There are very few things my minor child could do that would cause me to say they couldn't live under my roof. My daughter has several friends who are on the street or in foster care because their parents tossed them out of their homes for being gay. I don't understand anyone thinking it's okay to put the responsibility to care for their child on society because they don't have total control over every aspect of their kids lives.

-------
This question was asked in the women's forum here on CF some times ago and most people answered that their children would never say that because they believed that they were raising their children appropriately and there would never be any reason for their child to "become" gay.

The primary theory among the moms was that people are gay because they have bad relationships with one of the parents (I no longer remember if the theory was about the same sex or the opposite sex parent) I pointed out that theory didn't hold water for my daughter or my cousin both of whom are gay..

To be fair though.. I'm not sure it's a question people can really answer honestly. We can all say what we believe we would do in a situation, but when it's in front of us we often don't react in the way we imagine we would. I know people who feel they wouldn't get upset about the discovery that one of their children was gay, and then when it happens they are crushed and have a difficult time dealing with it.
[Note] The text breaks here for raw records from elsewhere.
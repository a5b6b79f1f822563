//! # pagecraft
//!
//! Convert PDFs to page images and images to PDFs, over HTTP or from the
//! command line.
//!
//! ## Pipeline Overview
//!
//! ```text
//! PDF ──▶ negotiate ──▶ rasterize (pdfium) ──▶ encode jpg/png ──▶ zip
//!
//! images ──▶ negotiate ──▶ decode ──▶ compose on page ──▶ encode jpg ──▶ PDF
//! ```
//!
//! Every stage works on in-memory buffers. pdfium rendering and image work
//! are CPU-bound and run on tokio's blocking pool.
//!
//! ## Quick Start
//!
//! ```rust,no_run
//! use pagecraft::{convert, ConversionOptions, ConversionRequest, PdfiumRasterizer, UploadedFile};
//! use std::sync::Arc;
//!
//! #[tokio::main]
//! async fn main() -> Result<(), Box<dyn std::error::Error>> {
//!     let pdf = UploadedFile::new("pdf", "report.pdf", std::fs::read("report.pdf")?);
//!     let request = ConversionRequest::pdf_to_images(Some(pdf), Some("png"), ConversionOptions::default())?;
//!     let result = convert(request, Arc::new(PdfiumRasterizer::new())).await?;
//!     std::fs::write(&result.suggested_filename, &result.payload)?;
//!     eprintln!("{} pages", result.page_count);
//!     Ok(())
//! }
//! ```
//!
//! ## Feature Flags
//!
//! | Feature | Default | Description |
//! |---------|---------|-------------|
//! | `cli`   | on      | Enables the `pagecraft` binary (clap + anyhow + tracing-subscriber) |
//!
//! Disable `cli` when using only the library:
//! ```toml
//! pagecraft = { version = "0.1", default-features = false }
//! ```

// ── Modules ──────────────────────────────────────────────────────────────

pub mod config;
pub mod convert;
pub mod error;
pub mod output;
pub mod pipeline;
pub mod rating;
pub mod server;

// ── Re-exports ───────────────────────────────────────────────────────────

pub use config::{
    CanvasLayout, ConversionOptions, LayoutPolicy, PageSize, ServerConfig, ServerConfigBuilder,
    SourceKind, TargetFormat,
};
pub use convert::{convert, convert_blocking, Stage};
pub use error::{ConfigError, ConversionError, ConvertError, RatingError, ValidationError};
pub use output::{ColorMode, ConversionResult, PageImage};
pub use pipeline::negotiate::{ConversionRequest, UploadedFile};
pub use pipeline::rasterize::{PageRasterizer, PdfiumRasterizer};
pub use rating::{RatingSnapshot, RatingStore, RatingSummary};
pub use server::{router, serve, AppState};
//! Error types for the pagecraft library.
//!
//! Three error families map onto three distinct failure modes:
//!
//! * [`ValidationError`] — the request itself is unacceptable (missing file,
//!   wrong extension, oversize upload, unknown output format). Nothing has
//!   been decoded or rendered yet. Surfaces as HTTP 400 (or 413).
//!
//! * [`ConversionError`] — the request was valid but a collaborator failed
//!   while doing the work (pdfium could not render a page, an image could
//!   not be decoded, the archive could not be written). Surfaces as HTTP 500
//!   with the underlying cause interpolated into the message.
//!
//! * [`RatingError`] — the vote counter rejected or failed to persist a vote.
//!
//! [`ConvertError`] is the tagged union returned by the orchestrator so the
//! HTTP layer can pick a status code by matching on the kind instead of
//! inspecting message strings.

use std::path::PathBuf;
use thiserror::Error;

/// A request that was rejected before any conversion work started.
#[derive(Debug, Error)]
pub enum ValidationError {
    // ── Upload shape ──────────────────────────────────────────────────────
    /// The multipart body had no part with the expected field name.
    #[error("No file part '{field}' in the request")]
    MissingFile { field: String },

    /// A file part was present but its filename was empty.
    #[error("No file selected")]
    EmptyFilename,

    /// The filename extension does not match the expected source kind.
    #[error("File '{filename}' is not a {expected} file")]
    WrongExtension { filename: String, expected: String },

    /// The file claims to be a PDF but lacks the `%PDF` header.
    #[error("File '{filename}' is not a valid PDF (first bytes: {magic:?})")]
    NotAPdf { filename: String, magic: Vec<u8> },

    /// Measured size exceeded the configured maximum.
    #[error("File is too large: {size} bytes (maximum is {max} bytes)")]
    TooLarge { size: usize, max: usize },

    /// The request body as a whole exceeded the server limit.
    #[error("Request body is too large (maximum is {max} bytes)")]
    RequestTooLarge { max: usize },

    /// The PDF has more pages than the server will rasterise.
    #[error("PDF has {pages} pages (maximum is {max})")]
    TooManyPages { pages: usize, max: usize },

    /// The multipart body could not be parsed.
    #[error("Malformed upload: {0}")]
    MalformedUpload(String),

    // ── Options ───────────────────────────────────────────────────────────
    /// A required form field was absent.
    #[error("Missing form field '{field}'")]
    MissingField { field: String },

    /// The requested output format is not supported.
    #[error("Unsupported output format '{format}'. Must be 'jpg' or 'png'")]
    UnsupportedFormat { format: String },

    /// The requested page layout is not supported.
    #[error("Unsupported layout '{layout}'. Must be 'letter', 'a4' or 'image'")]
    UnsupportedLayout { layout: String },

    /// A numeric option could not be parsed or is out of range.
    #[error("Invalid value '{value}' for option '{option}'")]
    InvalidOption { option: String, value: String },

    /// The image-to-PDF direction received zero images.
    #[error("No images uploaded")]
    NoImages,
}

impl ValidationError {
    /// `true` when the rejection is about payload size rather than content.
    pub fn is_oversize(&self) -> bool {
        matches!(
            self,
            ValidationError::TooLarge { .. } | ValidationError::RequestTooLarge { .. }
        )
    }
}

/// A failure inside a collaborator while converting a valid request.
#[derive(Debug, Error)]
pub enum ConversionError {
    // ── PDF errors ────────────────────────────────────────────────────────
    /// PDF header/trailer/xref is corrupt and cannot be parsed.
    #[error("PDF is corrupt or unsupported: {detail}")]
    CorruptPdf { detail: String },

    /// PDF requires a password; password-protected uploads are not supported.
    #[error("PDF is encrypted and requires a password")]
    PasswordRequired,

    /// The document parsed but has no pages to render.
    #[error("PDF has no pages")]
    EmptyDocument,

    /// pdfium-render returned an error for a specific page.
    #[error("Rasterisation failed for page {page}: {detail}")]
    RasterisationFailed { page: usize, detail: String },

    /// Rendering did not finish within the configured bound.
    #[error("Rasterisation timed out after {secs}s")]
    Timeout { secs: u64 },

    // ── Image errors ──────────────────────────────────────────────────────
    /// An uploaded image could not be decoded.
    #[error("Could not decode image {index} ('{filename}'): {detail}")]
    DecodeFailed {
        index: usize,
        filename: String,
        detail: String,
    },

    /// A page image could not be encoded to the target format.
    #[error("Image encoding failed for page {page}: {detail}")]
    EncodeFailed { page: usize, detail: String },

    // ── Packaging errors ──────────────────────────────────────────────────
    /// Writing the zip archive failed.
    #[error("Failed to build archive: {0}")]
    Archive(String),

    /// Writing the PDF document failed.
    #[error("Failed to build PDF document: {0}")]
    Document(String),

    // ── Pdfium binding errors ─────────────────────────────────────────────
    /// Could not bind to a pdfium library.
    #[error(
        "Failed to bind to pdfium library: {0}\n\
Set PAGECRAFT_PDFIUM_LIB (or --pdfium-lib) to the location of libpdfium."
    )]
    PdfiumBindingFailed(String),

    // ── Catch-all ─────────────────────────────────────────────────────────
    /// Unexpected internal error (e.g. a worker task panicked).
    #[error("Internal error: {0}")]
    Internal(String),
}

/// Every way a conversion request can fail, tagged by kind.
#[derive(Debug, Error)]
pub enum ConvertError {
    #[error(transparent)]
    Validation(#[from] ValidationError),

    #[error(transparent)]
    Conversion(#[from] ConversionError),
}

/// Failures of the vote counter.
#[derive(Debug, Error)]
pub enum RatingError {
    /// The rating is outside `1..=5`.
    #[error("Rating must be an integer between 1 and 5, got {0}")]
    InvalidRating(i64),

    /// The client already voted during the current UTC day.
    #[error("Client already voted today")]
    AlreadyVotedToday,

    /// Reading or writing one of the rating documents failed.
    #[error("Rating storage error at '{path}': {source}")]
    Storage {
        path: PathBuf,
        #[source]
        source: std::io::Error,
    },

    /// A rating document exists but does not parse.
    #[error("Rating document '{path}' is corrupt: {detail}")]
    Corrupt { path: PathBuf, detail: String },
}

/// Invalid server configuration detected by the builder.
#[derive(Debug, Error)]
#[error("Invalid configuration: {0}")]
pub struct ConfigError(pub String);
My daughter has a friend who finally told his parents he was gay and was ready to be tossed out because they are conservative Christians people who said they would never tolerate... (a laundry list of offenses) they don't really cope well with it, but they won't put him out and are not treating him badly either. They're doing the best they can not to alienate him. He's doing the best he can not to turn it into some big rebellion.
I agree with them to an extent. I mean, being gay is not an option for me and my brother because, well, we aren't and it just isn't going to change. I couldn't see me raising anyone that would be gay. I'm really not trying to be rude, just honest.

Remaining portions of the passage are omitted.